▸ Exercise directions
Keep every line of the data below that has the string "live" and present those lines.

═══ Data for processing

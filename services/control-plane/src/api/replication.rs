//! Replication policy and execution endpoints

use axum::Router;
use axum::extract::State;
use axum::http::{StatusCode, Uri};
use axum::response::Json as JsonResponse;
use axum::routing::get;
use serde::Deserialize;

use super::AppState;
use super::extract::{Created, Json, Log, Path, Query, Security};
use crate::auth::Principal;
use crate::deadline::Deadline;
use crate::error::{Error, Result};
use crate::pagination::{Page, PageQuery};
use crate::policy::PolicyQuery;
use crate::rbac::{Action, Resource, Scope};
use crate::replication::{
    Execution, ExecutionQuery, ExecutionStatus, ExecutionTrigger, ReplicationPolicy, ResourceType,
    Task, TaskQuery, TaskStatus,
};

/// Router for replication operations
pub fn router() -> Router<AppState> {
    Router::new()
        .route(
            "/api/replication/policies",
            get(list_policies).post(create_policy),
        )
        .route(
            "/api/replication/policies/{id}",
            get(get_policy).put(update_policy).delete(delete_policy),
        )
        .route(
            "/api/replication/executions",
            get(list_executions).post(start_execution),
        )
        .route(
            "/api/replication/executions/{id}",
            get(get_execution).put(stop_execution),
        )
        .route("/api/replication/executions/{id}/tasks", get(list_tasks))
        .route("/api/replication/executions/{id}/tasks/{tid}", get(get_task))
        .route(
            "/api/replication/executions/{id}/tasks/{tid}/log",
            get(get_task_log),
        )
}

async fn require_policy(state: &AppState, deadline: &Deadline, principal: &Principal, action: Action) -> Result<()> {
    state
        .require(deadline, principal, Scope::System, Resource::ReplicationPolicy, action)
        .await
}

async fn require_replication(state: &AppState, deadline: &Deadline, principal: &Principal, action: Action) -> Result<()> {
    state
        .require(deadline, principal, Scope::System, Resource::Replication, action)
        .await
}

#[derive(Debug, Default, Deserialize)]
struct NameFilter {
    name: Option<String>,
}

async fn list_policies(
    State(state): State<AppState>,
    deadline: Deadline,
    Security(principal): Security,
    Query(page): Query<PageQuery>,
    Query(filter): Query<NameFilter>,
) -> Result<Page<ReplicationPolicy>> {
    require_policy(&state, &deadline, &principal, Action::Read).await?;
    let pagination = page.validate()?;
    let query = PolicyQuery {
        project_id: Some(0),
        name: filter.name,
        pagination,
    };
    let listed = deadline
        .run("policy store", state.replication.policies().list(0, query))
        .await?;
    Ok(pagination.page(listed))
}

async fn create_policy(
    State(state): State<AppState>,
    deadline: Deadline,
    Security(principal): Security,
    uri: Uri,
    Json(policy): Json<ReplicationPolicy>,
) -> Result<Created> {
    require_policy(&state, &deadline, &principal, Action::Create).await?;
    let policies = state.replication.policies();
    let policy = policies.prepare(0, policy)?;
    state.replication.validate_policy(&deadline, &policy).await?;
    let id = deadline
        .run("policy store", policies.create(&principal, 0, policy))
        .await?;
    Ok(Created::at(&uri, id))
}

async fn get_policy(
    State(state): State<AppState>,
    deadline: Deadline,
    Security(principal): Security,
    Path(id): Path<i64>,
) -> Result<JsonResponse<ReplicationPolicy>> {
    require_policy(&state, &deadline, &principal, Action::Read).await?;
    let policy = deadline
        .run("policy store", state.replication.policies().get(0, id))
        .await?;
    Ok(JsonResponse(policy))
}

async fn update_policy(
    State(state): State<AppState>,
    deadline: Deadline,
    Security(principal): Security,
    Path(id): Path<i64>,
    Json(policy): Json<ReplicationPolicy>,
) -> Result<StatusCode> {
    require_policy(&state, &deadline, &principal, Action::Update).await?;
    let policies = state.replication.policies();
    let policy = policies.prepare(0, policy)?;
    state.replication.validate_policy(&deadline, &policy).await?;
    deadline
        .run("policy store", policies.update(0, id, policy))
        .await?;
    Ok(StatusCode::OK)
}

/// Delete a policy with no execution in progress
async fn delete_policy(
    State(state): State<AppState>,
    deadline: Deadline,
    Security(principal): Security,
    Path(id): Path<i64>,
) -> Result<StatusCode> {
    require_policy(&state, &deadline, &principal, Action::Delete).await?;
    let policies = state.replication.policies();
    deadline.run("policy store", policies.get(0, id)).await?;

    let live = state.replication.live_executions(&deadline, id).await?;
    if !live.is_empty() {
        return Err(Error::PreconditionFailed(format!(
            "replication policy {id} has {} executions in progress",
            live.len()
        )));
    }
    deadline.run("policy store", policies.delete(0, id)).await?;
    Ok(StatusCode::OK)
}

#[derive(Debug, Default, Deserialize)]
struct ExecutionFilter {
    policy_id: Option<i64>,
    status: Option<ExecutionStatus>,
    trigger: Option<ExecutionTrigger>,
}

async fn list_executions(
    State(state): State<AppState>,
    deadline: Deadline,
    Security(principal): Security,
    Query(page): Query<PageQuery>,
    Query(filter): Query<ExecutionFilter>,
) -> Result<Page<Execution>> {
    require_replication(&state, &deadline, &principal, Action::Read).await?;
    let pagination = page.validate()?;
    let query = ExecutionQuery {
        policy_id: filter.policy_id,
        status: filter.status,
        trigger: filter.trigger,
        pagination,
    };
    let listed = state.replication.list_executions(&deadline, &query).await?;
    Ok(pagination.page(listed))
}

#[derive(Debug, Deserialize)]
struct StartRequest {
    policy_id: i64,
}

#[derive(Debug, Default, Deserialize)]
struct TriggerQuery {
    trigger: Option<ExecutionTrigger>,
}

async fn start_execution(
    State(state): State<AppState>,
    deadline: Deadline,
    Security(principal): Security,
    uri: Uri,
    Query(trigger): Query<TriggerQuery>,
    Json(request): Json<StartRequest>,
) -> Result<Created> {
    require_replication(&state, &deadline, &principal, Action::Create).await?;
    let trigger = trigger.trigger.unwrap_or_default();
    let execution = state
        .replication
        .start(&deadline, request.policy_id, trigger, None)
        .await?;
    Ok(Created::at(&uri, execution.id))
}

async fn get_execution(
    State(state): State<AppState>,
    deadline: Deadline,
    Security(principal): Security,
    Path(id): Path<i64>,
) -> Result<JsonResponse<Execution>> {
    require_replication(&state, &deadline, &principal, Action::Read).await?;
    let execution = state.replication.get_execution(&deadline, id).await?;
    Ok(JsonResponse(execution))
}

/// Ask an execution to stop. Stopping a finished execution succeeds.
async fn stop_execution(
    State(state): State<AppState>,
    deadline: Deadline,
    Security(principal): Security,
    Path(id): Path<i64>,
) -> Result<StatusCode> {
    require_replication(&state, &deadline, &principal, Action::Update).await?;
    state.replication.stop(&deadline, id).await?;
    Ok(StatusCode::OK)
}

#[derive(Debug, Default, Deserialize)]
struct TaskFilter {
    status: Option<TaskStatus>,
    resource_type: Option<ResourceType>,
}

async fn list_tasks(
    State(state): State<AppState>,
    deadline: Deadline,
    Security(principal): Security,
    Path(id): Path<i64>,
    Query(page): Query<PageQuery>,
    Query(filter): Query<TaskFilter>,
) -> Result<Page<Task>> {
    require_replication(&state, &deadline, &principal, Action::Read).await?;
    let pagination = page.validate()?;
    let query = TaskQuery {
        status: filter.status,
        resource_type: filter.resource_type,
        pagination,
    };
    let listed = state.replication.list_tasks(&deadline, id, &query).await?;
    Ok(pagination.page(listed))
}

async fn get_task(
    State(state): State<AppState>,
    deadline: Deadline,
    Security(principal): Security,
    Path((id, tid)): Path<(i64, i64)>,
) -> Result<JsonResponse<Task>> {
    require_replication(&state, &deadline, &principal, Action::Read).await?;
    let task = state.replication.get_task(&deadline, id, tid).await?;
    Ok(JsonResponse(task))
}

async fn get_task_log(
    State(state): State<AppState>,
    deadline: Deadline,
    Security(principal): Security,
    Path((id, tid)): Path<(i64, i64)>,
) -> Result<Log> {
    require_replication(&state, &deadline, &principal, Action::Read).await?;
    let log = state.replication.get_task_log(&deadline, id, tid).await?;
    Ok(Log(log))
}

══════

▸ Answer section
    let live = state.replication.live_executions(&deadline, id).await?;
    if !live.is_empty() {
            live.len()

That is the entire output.